Promover a reflexão sobre as causas e consequências da pós-verdade na sociedade contemporânea.
Incentivar o trabalho colaborativo e a comunicação efetiva entre os estudantes.
Capacitar os alunos a elaborar infográficos claros e informativos para disseminar conhecimento.
Critérios de avaliação
Participação ativa e colaborativa no estudo de caso.
Qualidade e relevância dos dados coletados nas entrevistas e pesquisas.
Capacidade de análise crítica e contextualização do problema.
Clareza e criatividade na elaboração do infográfico.
Proposição de soluções viáveis e fundamentadas para o combate às fake news.
Ações do professor
Organizar os grupos e apresentar o tema geral da aula.
Orientar os alunos na definição do problema e na elaboração das perguntas para entrevistas.
Acompanhar o levantamento de dados, sugerindo fontes confiáveis e estratégias de pesquisa.
Estimular a análise crítica e a comparação dos dados coletados com informações oficiais.
Auxiliar na construção do infográfico, explicando o uso do template e as lacunas a serem preenchidas.
Promover debates e reflexões durante todo o processo para aprofundar o entendimento.
Avaliar o desempenho dos grupos com base nos critérios estabelecidos.
Ações do aluno
Participar ativamente da formação dos grupos e definição do tema específico.
Realizar entrevistas e pesquisas para coletar dados sobre fake news, bots e eleições.

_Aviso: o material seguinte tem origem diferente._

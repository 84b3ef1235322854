//! Benchmarks for the lease pool.
//!
//! Benchmarks cover:
//! - Uncontended acquire/release on the resource pool
//! - Contended acquire/release across threads
//! - Result store append/drain
//! - End-to-end submit, wait_all and drain through the scheduler

use criterion::{criterion_group, criterion_main, BenchmarkId, Criterion, Throughput};
use std::hint::black_box;
use std::thread;

use prometheus_lease_pool::config::SchedulerConfig;
use prometheus_lease_pool::core::{AppResult, Lease, ResourcePool, ResultStore, TaskScheduler};

// ============================================================================
// Helper Functions
// ============================================================================

fn numbered(index: usize) -> AppResult<usize> {
    Ok(index)
}

fn add_index(lease: Lease<usize>, n: u64) -> (Lease<usize>, AppResult<u64>) {
    let value = n + *lease as u64;
    (lease, Ok(value))
}

// ============================================================================
// ResourcePool Benchmarks
// ============================================================================

fn bench_pool_acquire_release(c: &mut Criterion) {
    let mut group = c.benchmark_group("pool_acquire_release");

    for size in [1, 8, 64] {
        group.bench_with_input(BenchmarkId::from_parameter(size), &size, |b, &size| {
            let pool = ResourcePool::new(size, &numbered).unwrap();
            b.iter(|| {
                let lease = pool.acquire();
                black_box(*lease);
                pool.release(lease).unwrap();
            });
        });
    }
    group.finish();
}

fn bench_pool_contended(c: &mut Criterion) {
    let mut group = c.benchmark_group("pool_contended");
    const OPS_PER_THREAD: u64 = 500;

    for threads in [2_u64, 4, 8] {
        group.throughput(Throughput::Elements(threads * OPS_PER_THREAD));
        group.bench_with_input(BenchmarkId::from_parameter(threads), &threads, |b, &threads| {
            let pool = ResourcePool::new(2, &numbered).unwrap();
            b.iter(|| {
                thread::scope(|s| {
                    for _ in 0..threads {
                        s.spawn(|| {
                            for _ in 0..OPS_PER_THREAD {
                                let lease = pool.acquire();
                                black_box(*lease);
                                drop(lease);
                            }
                        });
                    }
                });
            });
        });
    }
    group.finish();
}

// ============================================================================
// ResultStore Benchmarks
// ============================================================================

fn bench_result_store_append_drain(c: &mut Criterion) {
    let mut group = c.benchmark_group("result_store_append_drain");

    for size in [100_u64, 1_000, 10_000] {
        group.throughput(Throughput::Elements(size));
        group.bench_with_input(BenchmarkId::from_parameter(size), &size, |b, &size| {
            let store = ResultStore::new();
            b.iter(|| {
                for i in 0..size {
                    store.append(i);
                }
                black_box(store.drain());
            });
        });
    }
    group.finish();
}

// ============================================================================
// End-to-End Scheduler Benchmarks
// ============================================================================

fn bench_scheduler_round_trip(c: &mut Criterion) {
    let mut group = c.benchmark_group("scheduler_round_trip");
    const TASKS: u64 = 200;
    group.throughput(Throughput::Elements(TASKS));

    for workers in [1, 4, 8] {
        group.bench_with_input(BenchmarkId::from_parameter(workers), &workers, |b, &workers| {
            let config = SchedulerConfig::new().with_max_workers(workers);
            let scheduler: TaskScheduler<usize, u64> = TaskScheduler::new(config, &numbered).unwrap();
            b.iter(|| {
                for n in 0..TASKS {
                    scheduler.submit(add_index, n).unwrap();
                }
                black_box(scheduler.wait_all());
                black_box(scheduler.drain_results());
            });
            scheduler.shutdown();
        });
    }
    group.finish();
}

criterion_group!(
    pool_benches,
    bench_pool_acquire_release,
    bench_pool_contended
);

criterion_group!(store_benches, bench_result_store_append_drain);

criterion_group!(scheduler_benches, bench_scheduler_round_trip);

criterion_main!(pool_benches, store_benches, scheduler_benches);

Analisar e discutir os dados coletados, identificando causas e possíveis soluções.
Comparar as informações obtidas com dados oficiais e fontes confiáveis.
Preencher o template do infográfico com as informações relevantes do estudo de caso.
Apresentar os resultados para a turma e, se possível, para a comunidade escolar.
Refletir criticamente sobre o fenômeno da pós-verdade e sua influência na sociedade.